Task to complete> In the listing below, repeat exactly every line from the first through the line containing "if let Some(inner)", with nothing else.
----
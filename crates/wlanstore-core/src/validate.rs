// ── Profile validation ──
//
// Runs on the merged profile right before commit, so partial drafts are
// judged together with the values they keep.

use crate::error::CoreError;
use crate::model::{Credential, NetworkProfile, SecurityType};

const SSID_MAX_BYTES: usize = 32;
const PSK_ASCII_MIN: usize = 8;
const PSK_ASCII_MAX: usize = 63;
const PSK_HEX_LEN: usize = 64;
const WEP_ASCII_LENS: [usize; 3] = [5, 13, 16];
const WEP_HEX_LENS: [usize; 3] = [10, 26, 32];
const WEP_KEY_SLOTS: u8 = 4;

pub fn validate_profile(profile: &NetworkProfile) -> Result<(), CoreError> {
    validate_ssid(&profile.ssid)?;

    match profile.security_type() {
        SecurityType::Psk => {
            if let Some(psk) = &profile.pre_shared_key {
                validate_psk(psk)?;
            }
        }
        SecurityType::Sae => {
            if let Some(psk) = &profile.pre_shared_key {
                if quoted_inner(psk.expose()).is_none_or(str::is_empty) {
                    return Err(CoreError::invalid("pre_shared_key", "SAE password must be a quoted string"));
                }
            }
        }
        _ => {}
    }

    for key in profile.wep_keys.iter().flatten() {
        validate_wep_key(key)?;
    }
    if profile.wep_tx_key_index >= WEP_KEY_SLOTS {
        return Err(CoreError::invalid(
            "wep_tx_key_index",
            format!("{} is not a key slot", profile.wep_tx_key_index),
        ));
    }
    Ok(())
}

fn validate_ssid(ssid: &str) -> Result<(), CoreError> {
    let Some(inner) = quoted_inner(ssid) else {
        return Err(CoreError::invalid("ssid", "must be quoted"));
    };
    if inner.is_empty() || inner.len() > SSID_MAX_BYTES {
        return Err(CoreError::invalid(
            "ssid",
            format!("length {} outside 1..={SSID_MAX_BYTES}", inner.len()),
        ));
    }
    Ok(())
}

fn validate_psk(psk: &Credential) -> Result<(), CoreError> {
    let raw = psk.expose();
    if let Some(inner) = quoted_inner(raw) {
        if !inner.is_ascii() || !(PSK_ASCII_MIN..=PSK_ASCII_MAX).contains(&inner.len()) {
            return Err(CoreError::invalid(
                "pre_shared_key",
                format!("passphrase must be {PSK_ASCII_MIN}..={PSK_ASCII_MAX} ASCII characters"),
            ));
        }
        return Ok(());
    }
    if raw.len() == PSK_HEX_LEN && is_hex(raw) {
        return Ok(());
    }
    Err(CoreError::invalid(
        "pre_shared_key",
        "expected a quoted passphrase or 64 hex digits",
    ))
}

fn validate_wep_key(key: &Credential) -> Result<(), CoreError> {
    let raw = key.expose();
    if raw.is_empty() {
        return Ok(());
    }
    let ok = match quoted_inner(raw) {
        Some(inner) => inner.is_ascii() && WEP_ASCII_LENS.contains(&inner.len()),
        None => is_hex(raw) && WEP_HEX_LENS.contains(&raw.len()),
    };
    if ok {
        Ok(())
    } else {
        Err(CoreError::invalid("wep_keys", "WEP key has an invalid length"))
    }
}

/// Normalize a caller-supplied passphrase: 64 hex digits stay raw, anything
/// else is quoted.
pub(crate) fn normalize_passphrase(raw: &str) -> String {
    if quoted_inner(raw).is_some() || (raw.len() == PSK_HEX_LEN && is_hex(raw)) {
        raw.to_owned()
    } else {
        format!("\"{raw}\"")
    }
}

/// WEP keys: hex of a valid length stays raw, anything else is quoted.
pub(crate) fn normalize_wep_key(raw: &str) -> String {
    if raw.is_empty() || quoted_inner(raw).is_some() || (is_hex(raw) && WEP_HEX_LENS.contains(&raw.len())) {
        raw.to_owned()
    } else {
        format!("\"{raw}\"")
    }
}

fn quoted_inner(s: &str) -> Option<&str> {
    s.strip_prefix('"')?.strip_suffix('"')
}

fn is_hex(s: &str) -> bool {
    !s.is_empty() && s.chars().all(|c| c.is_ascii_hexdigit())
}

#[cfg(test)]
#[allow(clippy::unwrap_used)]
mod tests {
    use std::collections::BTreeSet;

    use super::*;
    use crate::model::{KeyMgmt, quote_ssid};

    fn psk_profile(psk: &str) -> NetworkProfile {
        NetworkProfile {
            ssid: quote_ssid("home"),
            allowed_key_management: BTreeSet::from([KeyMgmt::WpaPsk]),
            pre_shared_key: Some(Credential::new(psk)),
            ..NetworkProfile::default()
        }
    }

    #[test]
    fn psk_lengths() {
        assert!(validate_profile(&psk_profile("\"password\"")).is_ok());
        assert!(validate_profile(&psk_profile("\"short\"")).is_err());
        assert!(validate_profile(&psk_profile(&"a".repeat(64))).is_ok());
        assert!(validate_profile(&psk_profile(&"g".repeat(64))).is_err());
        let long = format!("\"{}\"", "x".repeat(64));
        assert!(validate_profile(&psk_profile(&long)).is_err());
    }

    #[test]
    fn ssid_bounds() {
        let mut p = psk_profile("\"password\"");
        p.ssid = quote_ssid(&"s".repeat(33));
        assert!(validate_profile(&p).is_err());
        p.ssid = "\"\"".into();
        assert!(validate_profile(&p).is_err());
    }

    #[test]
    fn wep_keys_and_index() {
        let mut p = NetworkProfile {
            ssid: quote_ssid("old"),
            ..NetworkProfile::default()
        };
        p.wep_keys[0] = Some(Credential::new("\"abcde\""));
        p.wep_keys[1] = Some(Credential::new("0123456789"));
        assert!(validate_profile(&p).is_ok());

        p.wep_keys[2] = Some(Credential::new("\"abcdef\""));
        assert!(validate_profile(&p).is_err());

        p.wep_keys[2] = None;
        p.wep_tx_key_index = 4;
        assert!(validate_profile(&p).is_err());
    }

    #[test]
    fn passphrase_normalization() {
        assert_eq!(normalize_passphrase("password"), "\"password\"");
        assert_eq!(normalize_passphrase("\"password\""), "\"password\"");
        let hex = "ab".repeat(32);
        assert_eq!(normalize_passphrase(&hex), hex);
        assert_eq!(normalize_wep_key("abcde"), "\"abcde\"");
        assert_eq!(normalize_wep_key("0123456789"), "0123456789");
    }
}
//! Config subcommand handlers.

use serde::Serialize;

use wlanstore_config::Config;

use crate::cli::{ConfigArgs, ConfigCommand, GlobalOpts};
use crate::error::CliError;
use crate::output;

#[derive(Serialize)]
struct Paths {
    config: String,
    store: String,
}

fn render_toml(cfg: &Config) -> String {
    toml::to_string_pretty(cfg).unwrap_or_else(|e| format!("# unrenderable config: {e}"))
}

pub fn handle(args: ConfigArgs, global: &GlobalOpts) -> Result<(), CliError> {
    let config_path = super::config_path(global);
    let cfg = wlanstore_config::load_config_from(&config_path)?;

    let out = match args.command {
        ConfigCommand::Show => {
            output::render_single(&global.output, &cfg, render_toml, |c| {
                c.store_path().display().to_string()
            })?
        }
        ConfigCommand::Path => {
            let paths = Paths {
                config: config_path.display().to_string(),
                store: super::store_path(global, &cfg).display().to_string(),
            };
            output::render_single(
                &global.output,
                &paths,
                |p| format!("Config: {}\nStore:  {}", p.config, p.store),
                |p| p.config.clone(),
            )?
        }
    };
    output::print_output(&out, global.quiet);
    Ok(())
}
----
Answer box>
filename crates/wlanstore-core/src/validate.rs
// ── Profile validation ──
//
// Runs on the merged profile right before commit, so partial drafts are
// judged together with the values they keep.

use crate::error::CoreError;
use crate::model::{Credential, NetworkProfile, SecurityType};

const SSID_MAX_BYTES: usize = 32;
const PSK_ASCII_MIN: usize = 8;
const PSK_ASCII_MAX: usize = 63;
const PSK_HEX_LEN: usize = 64;
const WEP_ASCII_LENS: [usize; 3] = [5, 13, 16];
const WEP_HEX_LENS: [usize; 3] = [10, 26, 32];
const WEP_KEY_SLOTS: u8 = 4;

pub fn validate_profile(profile: &NetworkProfile) -> Result<(), CoreError> {
    validate_ssid(&profile.ssid)?;

    match profile.security_type() {
        SecurityType::Psk => {
            if let Some(psk) = &profile.pre_shared_key {
                validate_psk(psk)?;
            }
        }
        SecurityType::Sae => {
            if let Some(psk) = &profile.pre_shared_key {
                if quoted_inner(psk.expose()).is_none_or(str::is_empty) {
                    return Err(CoreError::invalid("pre_shared_key", "SAE password must be a quoted string"));
                }
            }
        }
        _ => {}
    }

    for key in profile.wep_keys.iter().flatten() {
        validate_wep_key(key)?;
    }
    if profile.wep_tx_key_index >= WEP_KEY_SLOTS {
        return Err(CoreError::invalid(
            "wep_tx_key_index",
            format!("{} is not a key slot", profile.wep_tx_key_index),
        ));
    }
    Ok(())
}

fn validate_ssid(ssid: &str) -> Result<(), CoreError> {
    let Some(inner) = quoted_inner(ssid) else {
        return Err(CoreError::invalid("ssid", "must be quoted"));
    };
    if inner.is_empty() || inner.len() > SSID_MAX_BYTES {
        return Err(CoreError::invalid(
            "ssid",
            format!("length {} outside 1..={SSID_MAX_BYTES}", inner.len()),
        ));
    }
    Ok(())
}

fn validate_psk(psk: &Credential) -> Result<(), CoreError> {
    let raw = psk.expose();
    if let Some(inner) = quoted_inner(raw) {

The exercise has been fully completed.